The problem with this process, however, is it is often frowned upon and sometimes blatantly discouraged by teams. On one hand, teams don't like the financial expenses involved. Furthermore, the thinking is that non-NFL medical people tend to be less aggressive in players coming back from injuries and usually suggest a longer timetable for rest and rehabilitation. As a result, many players, especially non-front-line starters, are hesitant to do anything that management would disapprove. They simply decline their right to a second opinion. (The same thing happens when a player requires surgery -- the team usually prefers the procedure be performed by its physician.)
Instead of getting an official second opinion, a player might call the doctor he trusts to make sure the things being said by the team doctor sound logical. The trusted doctor can also serve as a sounding board for a player worried about a small pain or discomfort that he's not ready to tell the team, lest it lead to a release. By the letter of the law the player is supposed to let his team know about any pain or discomfort he is feeling, but if that really happened, NFL training rooms would be overrun and understaffed.
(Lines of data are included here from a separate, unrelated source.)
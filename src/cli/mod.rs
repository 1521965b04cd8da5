// SPDX-License-Identifier: MIT OR Apache-2.0
// Copyright (c) 2025 e2eflow contributors

//! CLI command definitions and handlers
//!
//! Defines the command-line interface for e2eflow.

pub mod init;
pub mod run;
pub mod update;
pub mod validate;

use clap::{Args, Parser, Subcommand};
use std::path::PathBuf;

/// End-to-end test orchestrator
///
/// Starts your dev server, keeps the browser driver fresh, and launches the
/// test runner with a consistent base URL.
#[derive(Parser, Debug)]
#[clap(
    name = "e2eflow",
    version,
    about = "End-to-end test orchestrator: dev server, driver updates, and runner launch",
    long_about = None,
    after_help = "Examples:\n\
        e2eflow init                            Initialize a workspace file\n\
        e2eflow run --dev-server app:serve      Serve the app, then run the suite\n\
        e2eflow run --base-url http://host:80   Run against an already-running server\n\
        e2eflow update                          Refresh the browser driver\n\n\
        See 'e2eflow <command> --help' for more information on a specific command."
)]
pub struct Cli {
    #[clap(subcommand)]
    pub command: Commands,

    /// Enable verbose output
    #[clap(short, long, global = true)]
    pub verbose: bool,

    /// Change to directory before executing
    #[clap(short = 'C', long, global = true, value_name = "DIR")]
    pub directory: Option<PathBuf>,
}

#[derive(Subcommand, Debug)]
pub enum Commands {
    /// Run the end-to-end pipeline
    Run(RunArgs),

    /// Update the browser driver (the standalone remediation path)
    Update {
        /// Workspace file
        #[clap(short, long, default_value = ".e2eflow.yaml")]
        config: PathBuf,
    },

    /// Validate the workspace configuration
    Validate {
        /// Workspace file to validate
        #[clap(default_value = ".e2eflow.yaml")]
        config: PathBuf,
    },

    /// Initialize a new e2eflow workspace
    Init {
        /// Workspace name (defaults to current directory name)
        name: Option<String>,
    },
}

/// Options for the run command
#[derive(Args, Debug, Default)]
pub struct RunArgs {
    /// Workspace file
    #[clap(short, long, default_value = ".e2eflow.yaml")]
    pub config: PathBuf,

    /// Serve target to launch first (project:target[:configuration]);
    /// mutually exclusive with --base-url
    #[clap(short, long, value_name = "TARGET")]
    pub dev_server: Option<String>,

    /// Base URL of an already-running server; mutually exclusive with
    /// --dev-server
    #[clap(short, long, value_name = "URL")]
    pub base_url: Option<String>,

    /// Host used when synthesizing the base URL
    #[clap(long)]
    pub host: Option<String>,

    /// Pin the dev-server port
    #[clap(short, long)]
    pub port: Option<u16>,

    /// Spec file pattern; repeatable
    #[clap(short, long = "spec", value_name = "PATTERN")]
    pub specs: Vec<String>,

    /// Suite selector
    #[clap(short = 'u', long)]
    pub suite: Option<String>,

    /// Update the browser driver before running
    #[clap(long)]
    pub update_driver: bool,

    /// Launch the runner's interactive element explorer instead of the suite
    #[clap(long)]
    pub element_explorer: bool,

    /// Synthesize https URLs
    #[clap(long)]
    pub tls: bool,

    /// Public-facing address to use verbatim as the base URL
    #[clap(long, value_name = "HOST")]
    pub public_host: Option<String>,

    /// Path to the runner's own configuration file
    #[clap(long, value_name = "PATH")]
    pub runner_config: Option<PathBuf>,
}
For the most part, players don't seek medical attention unless they feel like they absolutely need it. It is football, after all.
All of which brings us back to the Walker saga in Oakland. His secret surgery is virtually unprecedented and a clear violation of the standard NFL player contract, which requires the player to make the club aware of any health issues he is having or medical people he consults.
Walker is completely within his right to have surgery from a doctor outside the organization, but to just go ahead and get it done and not even alert the team of that fact? Supposedly it was just a minor clean-up, and maybe Walker thought he could rehab it on his own and be back in time for minicamp. But he wasn't, and Cable's admission that the situation is "a little bit uncommon" is an understatement.
Though players have a right to mistrust team doctors and often do take matters into their own hands, in this specific instance the Raiders have to punish Javon Walker, if for no other reason than to send a message to the rest of the team that this type of behavior is unacceptable. The coaches were going through their preparation for mini-camp and didn't even realize that one of their projected key contributors wouldn't be available. Maybe the Raiders don't want to take any action against Walker because it would place more attention on an already embarrassing situation, but that would be the wrong reason to let this pass. The information is already out there and it is now incumbent on the Raiders to make sure something like this never happens again.